> [Assignment]
Take the lines below from the first through the one that contains "type Err = AppError;" and copy them exactly.

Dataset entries
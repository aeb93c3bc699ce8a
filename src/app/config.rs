use std::str::FromStr;

use crate::app::AppError;

#[derive(Debug, Clone, Copy, PartialEq, Eq, Default)]
pub enum OutputFormat {
    #[default]
    Text,
    Json,
}

impl FromStr for OutputFormat {
    type Err = AppError;

    fn from_str(raw: &str) -> Result<Self, Self::Err> {
        match raw.trim().to_ascii_lowercase().as_str() {
            "text" => Ok(Self::Text),
            "json" => Ok(Self::Json),
            other => Err(AppError::config(format!(
                "ST_WAIT_OUTPUT must be `text` or `json`, got `{other}`"
            ))),
        }
    }
}

#[derive(Debug, Clone)]
pub struct AppConfig {
    pub output: OutputFormat,
    pub log_filter: String,
}

impl AppConfig {
    pub fn from_env() -> Result<Self, AppError> {
        Self::from_lookup(|key| std::env::var(key).ok())
    }

    fn from_lookup<F>(lookup: F) -> Result<Self, AppError>
    where
        F: Fn(&str) -> Option<String>,
    {
        let output = match lookup("ST_WAIT_OUTPUT").filter(|v| !v.trim().is_empty()) {
            Some(raw) => raw.parse::<OutputFormat>()?,
            None => OutputFormat::default(),
        };

        Ok(Self {
            output,
            log_filter: lookup("RUST_LOG")
                .map(|v| v.trim().to_string())
                .filter(|v| !v.is_empty())
                .unwrap_or_else(|| "warn".to_string()),
        })
    }
}
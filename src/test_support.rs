use actix_web::dev::ServerHandle;
use actix_web::{App, HttpServer, web};

/// In-process HTTP backend bound to an ephemeral localhost port.
pub struct MockBackend {
    pub base_url: String,
    handle: ServerHandle,
}

impl MockBackend {
    pub async fn stop(self) {
        self.handle.stop(false).await;
    }
}

/// Starts a backend serving the routes registered by `configure`. Must be
/// called from inside an actix runtime, e.g. an `#[actix_web::test]`.
pub fn start_mock_backend<F>(configure: F) -> MockBackend
where
    F: Fn(&mut web::ServiceConfig) + Clone + Send + 'static,
{
    let server = HttpServer::new(move || App::new().configure(configure.clone()))
        .workers(1)
        .bind(("127.0.0.1", 0))
        .expect("mock backend should bind");
    let addr = *server
        .addrs()
        .first()
        .expect("mock backend should expose an address");

    let server = server.run();
    let handle = server.handle();
    actix_web::rt::spawn(server);

    MockBackend {
        base_url: format!("http://{addr}"),
        handle,
    }
}
pub mod wait_api;
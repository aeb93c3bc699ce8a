fn main() {
    if let Err(err) = st_wait_client::app::run() {
        eprintln!("st_wait failed: {err}");
        std::process::exit(1);
    }
}
use std::{
    any::{Any, TypeId},
    cell::{Cell, OnceCell},
    fmt::Display,
    rc::Rc,
};

use anyhow::{bail, Result};

use rigging_expr::Expr;

use crate::{binders::ParamSet, ObjectGraph};

/// A slot-type mismatch discovered while binding a parameter.
///
/// This error kind is recoverable: the parameter combinator that observes
/// it retries the bind against a [`Proxy`] of the slot type. Everything
/// else treats it like any other argument error.
#[derive(Debug)]
pub struct TypeMismatch(String);

impl TypeMismatch {
    /// Wraps a message as an `anyhow::Error` carrying the mismatch kind
    pub fn err(message: impl Into<String>) -> anyhow::Error {
        anyhow::Error::new(TypeMismatch(message.into()))
    }
}

impl Display for TypeMismatch {
    fn fmt(&self, f: &mut std::fmt::Formatter<'_>) -> std::fmt::Result {
        f.write_str(&self.0)
    }
}

impl std::error::Error for TypeMismatch {}

/// Wrapper for values that are assembled by a dedicated setter class
/// rather than constructed in place.
///
/// A proxy class takes the constructor parameters, builds the inner value
/// and exposes it through [`Proxy::get`]; any slot of the inner type then
/// accepts an object of the proxy class through the fallback bind.
pub struct Proxy<T> {
    value: T,
}

impl<T: Clone> Proxy<T> {
    /// Wraps a fully assembled value
    pub fn new(value: T) -> Self {
        Proxy { value }
    }

    /// A copy of the wrapped value
    pub fn get(&self) -> T {
        self.value.clone()
    }
}

/// The per-instance build protocol: one builder binds the parameters of
/// one object expression and materialises one value, at most once.
///
/// Named objects share a single builder through the object cache, so every
/// reference to the name receives the same instance. The value is reached
/// through [`Builder::materialise`] and downcast against
/// [`Builder::value_type`]; see [`builder_value`].
pub trait Builder {
    /// The object's configured name, or empty for anonymous objects
    fn alias(&self) -> &str;

    /// The class name from the object expression, for diagnostics
    fn class_name(&self) -> &str;

    /// Validates the parameter count and binds each parameter in order.
    /// Binding may recurse into the graph to resolve dependencies.
    fn bind_params(&self, graph: &ObjectGraph) -> Result<()>;

    /// The `TypeId` of the produced value
    fn value_type(&self) -> TypeId;

    /// The name of the produced value's type, for diagnostics
    fn value_type_name(&self) -> &'static str;

    /// Builds the value on first call and returns it; later calls return
    /// the memoised value. Re-entry during construction is a circular
    /// reference error.
    fn materialise(&self) -> Result<&dyn Any>;
}

/// Checks that `builder` produces values of type `V`, raising a
/// recoverable [`TypeMismatch`] otherwise
pub fn builder_cast<V: 'static>(builder: &dyn Builder) -> Result<()> {
    if builder.value_type() == TypeId::of::<V>() {
        Ok(())
    } else {
        Err(TypeMismatch::err(format!(
            "Type mismatch: {} of type {} expected type {}",
            builder.alias(),
            builder.class_name(),
            std::any::type_name::<V>()
        )))
    }
}

/// Materialises the builder's value and extracts it as a `V`
pub fn builder_value<V: Clone + 'static>(builder: &dyn Builder) -> Result<V> {
    builder_cast::<V>(builder)?;
    let value = builder.materialise()?;
    match value.downcast_ref::<V>() {
        Some(value) => Ok(value.clone()),
        None => bail!(
            "builder for {} produced a value of an unexpected type",
            builder.class_name()
        ),
    }
}

/// A factory creates one fresh [`Builder`] per object expression of its
/// class. Factories are what libraries export.
pub trait BuilderFactory: Send + Sync {
    /// Creates a builder for the object expression `expr`, named `alias`
    /// if the object is a named definition
    fn create(&self, alias: &str, expr: &Expr) -> Rc<dyn Builder>;
}

/// Adapts a closure as a [`BuilderFactory`]
pub struct FactoryFn<F>(pub F);

impl<F> BuilderFactory for FactoryFn<F>
where
    F: Fn(&str, &Expr) -> Rc<dyn Builder> + Send + Sync,
{
    fn create(&self, alias: &str, expr: &Expr) -> Rc<dyn Builder> {
        (self.0)(alias, expr)
    }
}

/// The one generic [`Builder`] implementation.
///
/// `V` is the declared value type of the class (commonly an `Arc` of the
/// concrete type or of an interface trait object), `P` the tuple of
/// parameter slots. The construct function turns the bound parameter
/// values into the finished `V`.
pub struct ClassBuilder<V, P: ParamSet> {
    alias: String,
    class_name: String,
    args: Vec<Expr>,
    params: P,
    construct: Box<dyn Fn(P::Values) -> Result<V>>,
    value: OnceCell<V>,
    creating: Cell<bool>,
}

impl<V: 'static, P: ParamSet> ClassBuilder<V, P> {
    /// Creates a builder for the given object expression. The parameter
    /// set starts unbound; [`Builder::bind_params`] fills it.
    pub fn new(
        alias: &str,
        expr: &Expr,
        construct: impl Fn(P::Values) -> Result<V> + 'static,
    ) -> Self {
        let (class_name, args) = match expr {
            Expr::Object { class, args } => (class.clone(), args.clone()),
            other => (other.describe(), Vec::new()),
        };
        ClassBuilder {
            alias: alias.to_owned(),
            class_name,
            args,
            params: P::default(),
            construct: Box::new(construct),
            value: OnceCell::new(),
            creating: Cell::new(false),
        }
    }

    fn circular_check(&self) -> Result<()> {
        if self.creating.replace(true) {
            if self.alias.is_empty() {
                bail!("Circular reference detected");
            }
            bail!("Circular reference detected for {}", self.alias);
        }
        Ok(())
    }
}

impl<V: 'static, P: ParamSet> Builder for ClassBuilder<V, P> {
    fn alias(&self) -> &str {
        &self.alias
    }

    fn class_name(&self) -> &str {
        &self.class_name
    }

    fn bind_params(&self, graph: &ObjectGraph) -> Result<()> {
        if !self.alias.is_empty() {
            tracing::debug!("Binding parameters for {}", self.alias);
        }
        self.circular_check()?;
        if self.args.len() != P::ARITY {
            bail!(
                "{} type {} expects {} parameters but has {}",
                self.alias,
                self.class_name,
                P::ARITY,
                self.args.len()
            );
        }
        self.params.bind_all(graph, &self.args)?;
        self.creating.set(false);
        Ok(())
    }

    fn value_type(&self) -> TypeId {
        TypeId::of::<V>()
    }

    fn value_type_name(&self) -> &'static str {
        std::any::type_name::<V>()
    }

    fn materialise(&self) -> Result<&dyn Any> {
        if let Some(value) = self.value.get() {
            return Ok(value as &dyn Any);
        }
        self.circular_check()?;
        if !self.alias.is_empty() {
            tracing::debug!("Creating {}", self.alias);
        }
        let values = self.params.values()?;
        let built = (self.construct)(values)?;
        if !self.alias.is_empty() {
            tracing::debug!("Finished creating {}", self.alias);
        }
        self.creating.set(false);
        Ok(self.value.get_or_init(|| built) as &dyn Any)
    }
}
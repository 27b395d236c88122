use nom::{
    branch::alt,
    bytes::complete::{is_a, is_not},
    character::complete::{alpha1, alphanumeric1},
    combinator::recognize,
    multi::many0,
    sequence::pair,
    IResult,
};

use crate::Expr;

mod error;
pub use error::ParseError;


/// Parses a single configuration expression into an [`Expr`] tree.
///
/// `current_dir` is the directory of the file the expression came from and
/// becomes the value of any `CurrentDir()` node. The whole of `text` must
/// be consumed; trailing content is an error.
pub fn parse_expression<'t>(text: &'t str, current_dir: &str) -> Result<Expr, ParseError<'t>> {
    ExprParser {
        text,
        rest: text,
        current_dir,
    }
    .parse()
}

/// Characters that may legally follow a completed token
const TOKEN_END: [char; 5] = [',', ')', ']', ':', '}'];

fn identifier(s: &str) -> IResult<&str, &str> {
    recognize(pair(alpha1, many0(alt((alphanumeric1, is_a("._"))))))(s)
}

/// A numeric token runs to the next whitespace or delimiter; anything
/// swept up on the way (such as a stray bracket) fails the number parse
fn numeric_token(s: &str) -> IResult<&str, &str> {
    is_not(" \t\r\n,()]:}")(s)
}

struct ExprParser<'t, 'd> {
    text: &'t str,
    rest: &'t str,
    current_dir: &'d str,
}

impl<'t> ExprParser<'t, '_> {
    fn parse(mut self) -> Result<Expr, ParseError<'t>> {
        self.skip_whitespace();
        if self.rest.is_empty() {
            return self.fail(self.rest, "Expression is empty");
        }
        let expr = self.expression(true)?;
        self.skip_whitespace();
        if let Some(c) = self.peek() {
            return self.fail(self.rest, format!("Unexpected '{c}' after expression"));
        }
        Ok(expr)
    }

    fn fail<T>(&self, span: &'t str, message: impl Into<String>) -> Result<T, ParseError<'t>> {
        Err(ParseError::new(message.into(), self.text, span))
    }

    fn peek(&self) -> Option<char> {
        self.rest.chars().next()
    }

    fn advance(&mut self, bytes: usize) {
        self.rest = &self.rest[bytes..];
    }

    fn skip_whitespace(&mut self) {
        self.rest = self.rest.trim_start();
    }

    /// One expression, starting at the current position. `Library` and
    /// `Class` forms are only accepted when `is_root` is set.
    fn expression(&mut self, is_root: bool) -> Result<Expr, ParseError<'t>> {
        self.skip_whitespace();
        let start = self.rest;
        match self.peek() {
            None => self.fail(start, "Unexpected end of expression"),
            Some('"') => self.quoted(),
            Some('[') => {
                self.advance(1);
                self.bracket_list(start)
            }
            Some('{') => {
                self.advance(1);
                self.map_entries(start)
            }
            Some(c) if c.is_ascii_alphabetic() => self.word(is_root),
            Some(':') => self.fail(start, "Invalid token ':', only used for maps"),
            Some(c @ (')' | ']' | '}' | ',')) => self.fail(start, format!("Unexpected '{c}'")),
            Some(_) => self.numeric(),
        }
    }

    /// A quoted string: no escape sequences, content preserved verbatim.
    /// What follows must end the token; a parameter list is rejected.
    fn quoted(&mut self) -> Result<Expr, ParseError<'t>> {
        let start = self.rest;
        self.advance(1);
        let Some(end) = self.rest.find('"') else {
            return self.fail(start, "Unmatched quotes");
        };
        let content = &self.rest[..end];
        self.advance(end + 1);
        self.skip_whitespace();
        match self.peek() {
            None => Ok(Expr::Str(content.to_owned())),
            Some(c) if TOKEN_END.contains(&c) => Ok(Expr::Str(content.to_owned())),
            Some('(') => self.fail(self.rest, "A quoted string cannot take a parameter list"),
            Some(c) => self.fail(
                self.rest,
                format!("Unexpected character '{c}' after quoted string"),
            ),
        }
    }

    /// An integer or real literal, decided by the presence of a `.`
    fn numeric(&mut self) -> Result<Expr, ParseError<'t>> {
        let start = self.rest;
        let (rest, token) = match numeric_token(self.rest) {
            Ok(parsed) => parsed,
            Err(_) => return self.fail(start, "Unexpected empty token"),
        };
        self.rest = rest;
        let value = if token.contains('.') {
            token.parse::<f64>().ok().map(Expr::Real)
        } else {
            token.parse::<i64>().ok().map(Expr::Int)
        };
        let Some(value) = value else {
            return self.fail(start, format!("{token} is not a valid token"));
        };
        self.skip_whitespace();
        if self.peek() == Some('(') {
            return self.fail(self.rest, format!("{token} - unexpected '('"));
        }
        Ok(value)
    }

    /// An identifier: a function-like head if followed by `(`, otherwise a
    /// literal keyword or a variable
    fn word(&mut self, is_root: bool) -> Result<Expr, ParseError<'t>> {
        let start = self.rest;
        let (rest, name) = match identifier(self.rest) {
            Ok(parsed) => parsed,
            Err(_) => return self.fail(start, "Invalid identifier"),
        };
        self.rest = rest;
        self.skip_whitespace();
        if self.peek() == Some('(') {
            self.advance(1);
            let mut args = self.call_args(start, name)?;
            return match name {
                "Library" => {
                    if !is_root {
                        self.fail(
                            start,
                            "Libraries must be declared as a main expression and cannot be embedded",
                        )
                    } else if args.len() != 1 {
                        self.fail(start, "A Library must have exactly one parameter (path)")
                    } else {
                        Ok(Expr::Library(Box::new(args.remove(0))))
                    }
                }
                "Class" => {
                    if !is_root {
                        self.fail(
                            start,
                            "Classes must be declared as a main expression and cannot be embedded",
                        )
                    } else if args.len() != 2 {
                        self.fail(
                            start,
                            "A Class must have exactly two parameters (library, symbol)",
                        )
                    } else {
                        let symbol = Box::new(args.remove(1));
                        match args.remove(0) {
                            Expr::Variable(library) => Ok(Expr::Class { library, symbol }),
                            _ => self.fail(
                                start,
                                "The first parameter of a Class must be a variable naming a library",
                            ),
                        }
                    }
                }
                "Concat" => Ok(Expr::Concat(args)),
                "CurrentDir" => {
                    if args.is_empty() {
                        Ok(Expr::Str(self.current_dir.to_owned()))
                    } else {
                        self.fail(start, "CurrentDir cannot take parameters")
                    }
                }
                "List" => Ok(Expr::List(args)),
                _ => Ok(Expr::Object {
                    class: name.to_owned(),
                    args,
                }),
            };
        }
        let expr = match name {
            "true" => Expr::Bool(true),
            "false" => Expr::Bool(false),
            "tab" => Expr::Str("\t".to_owned()),
            "newline" => Expr::Str("\n".to_owned()),
            "quote" => Expr::Str("\"".to_owned()),
            _ => Expr::Variable(name.to_owned()),
        };
        match self.peek() {
            None => Ok(expr),
            Some(c) if TOKEN_END.contains(&c) => Ok(expr),
            Some(c) => self.fail(self.rest, format!("Unexpected character '{c}'")),
        }
    }

    /// The parameters of a function-like form, up to and including the `)`
    fn call_args(&mut self, start: &'t str, head: &str) -> Result<Vec<Expr>, ParseError<'t>> {
        self.skip_whitespace();
        if self.peek() == Some(')') {
            self.advance(1);
            return Ok(Vec::new());
        }
        let mut args = Vec::new();
        loop {
            args.push(self.expression(false)?);
            self.skip_whitespace();
            match self.peek() {
                Some(',') => {
                    self.advance(1);
                    self.skip_whitespace();
                    if self.peek() == Some(')') {
                        return self
                            .fail(self.rest, format!("Unexpected empty expression found in {head}"));
                    }
                }
                Some(')') => {
                    self.advance(1);
                    return Ok(args);
                }
                None => return self.fail(start, format!("Missing ')' for {head}")),
                Some(c) => {
                    return self.fail(
                        self.rest,
                        format!("Unexpected character '{c}', expected ',' or ')' in {head}"),
                    )
                }
            }
        }
    }

    /// The elements of a `[`-opened list, which must close with `]`
    fn bracket_list(&mut self, start: &'t str) -> Result<Expr, ParseError<'t>> {
        self.skip_whitespace();
        if self.peek() == Some(']') {
            self.advance(1);
            return Ok(Expr::List(Vec::new()));
        }
        let mut items = Vec::new();
        loop {
            items.push(self.expression(false)?);
            self.skip_whitespace();
            match self.peek() {
                Some(',') => {
                    self.advance(1);
                    self.skip_whitespace();
                    if self.peek() == Some(']') {
                        return self.fail(self.rest, "Unexpected empty expression found in list");
                    }
                }
                Some(']') => {
                    self.advance(1);
                    return Ok(Expr::List(items));
                }
                Some(')') => return self.fail(self.rest, "Invalid syntax ')' in list"),
                None => return self.fail(start, "Unmatched '['"),
                Some(c) => {
                    return self.fail(
                        self.rest,
                        format!("Unexpected character '{c}', expected ',' or ']'"),
                    )
                }
            }
        }
    }

    /// The `key: value` entries of a `{}` map
    fn map_entries(&mut self, start: &'t str) -> Result<Expr, ParseError<'t>> {
        self.skip_whitespace();
        if self.peek() == Some('}') {
            self.advance(1);
            return Ok(Expr::Map(Vec::new()));
        }
        let mut entries = Vec::new();
        loop {
            self.skip_whitespace();
            if self.peek() == Some(',') {
                return self.fail(self.rest, "A map element requires a key");
            }
            let key = self.expression(false)?;
            self.skip_whitespace();
            match self.peek() {
                Some(':') => self.advance(1),
                Some(',') => return self.fail(self.rest, "A map element requires a key"),
                Some('}') => return self.fail(self.rest, "Syntax error '}' in map"),
                Some(')') => return self.fail(self.rest, "Invalid token ')'"),
                None => return self.fail(start, "Unmatched '{'"),
                Some(c) => {
                    return self
                        .fail(self.rest, format!("Unexpected character '{c}', expected ':'"))
                }
            }
            let value = self.expression(false)?;
            entries.push((key, value));
            self.skip_whitespace();
            match self.peek() {
                Some(',') => {
                    self.advance(1);
                    self.skip_whitespace();
                    if self.peek() == Some('}') {
                        return self.fail(self.rest, "Unexpected empty expression found in map");
                    }
                }
                Some('}') => {
                    self.advance(1);
                    return Ok(Expr::Map(entries));
                }
                Some(':') => return self.fail(self.rest, "Invalid token ':', only used for maps"),
                Some(')') => return self.fail(self.rest, "Invalid token ')'"),
                None => return self.fail(start, "Unmatched '{'"),
                Some(c) => {
                    return self.fail(
                        self.rest,
                        format!("Unexpected character '{c}', expected ',' or '}}'"),
                    )
                }
            }
        }
    }
}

> [Answer for this exercise]
repository aeb93c3bc699ce8a
filename src/app/config.rs
use std::str::FromStr;

use crate::app::AppError;

#[derive(Debug, Clone, Copy, PartialEq, Eq, Default)]
pub enum OutputFormat {
    #[default]
    Text,
    Json,
}

impl FromStr for OutputFormat {
    type Err = AppError;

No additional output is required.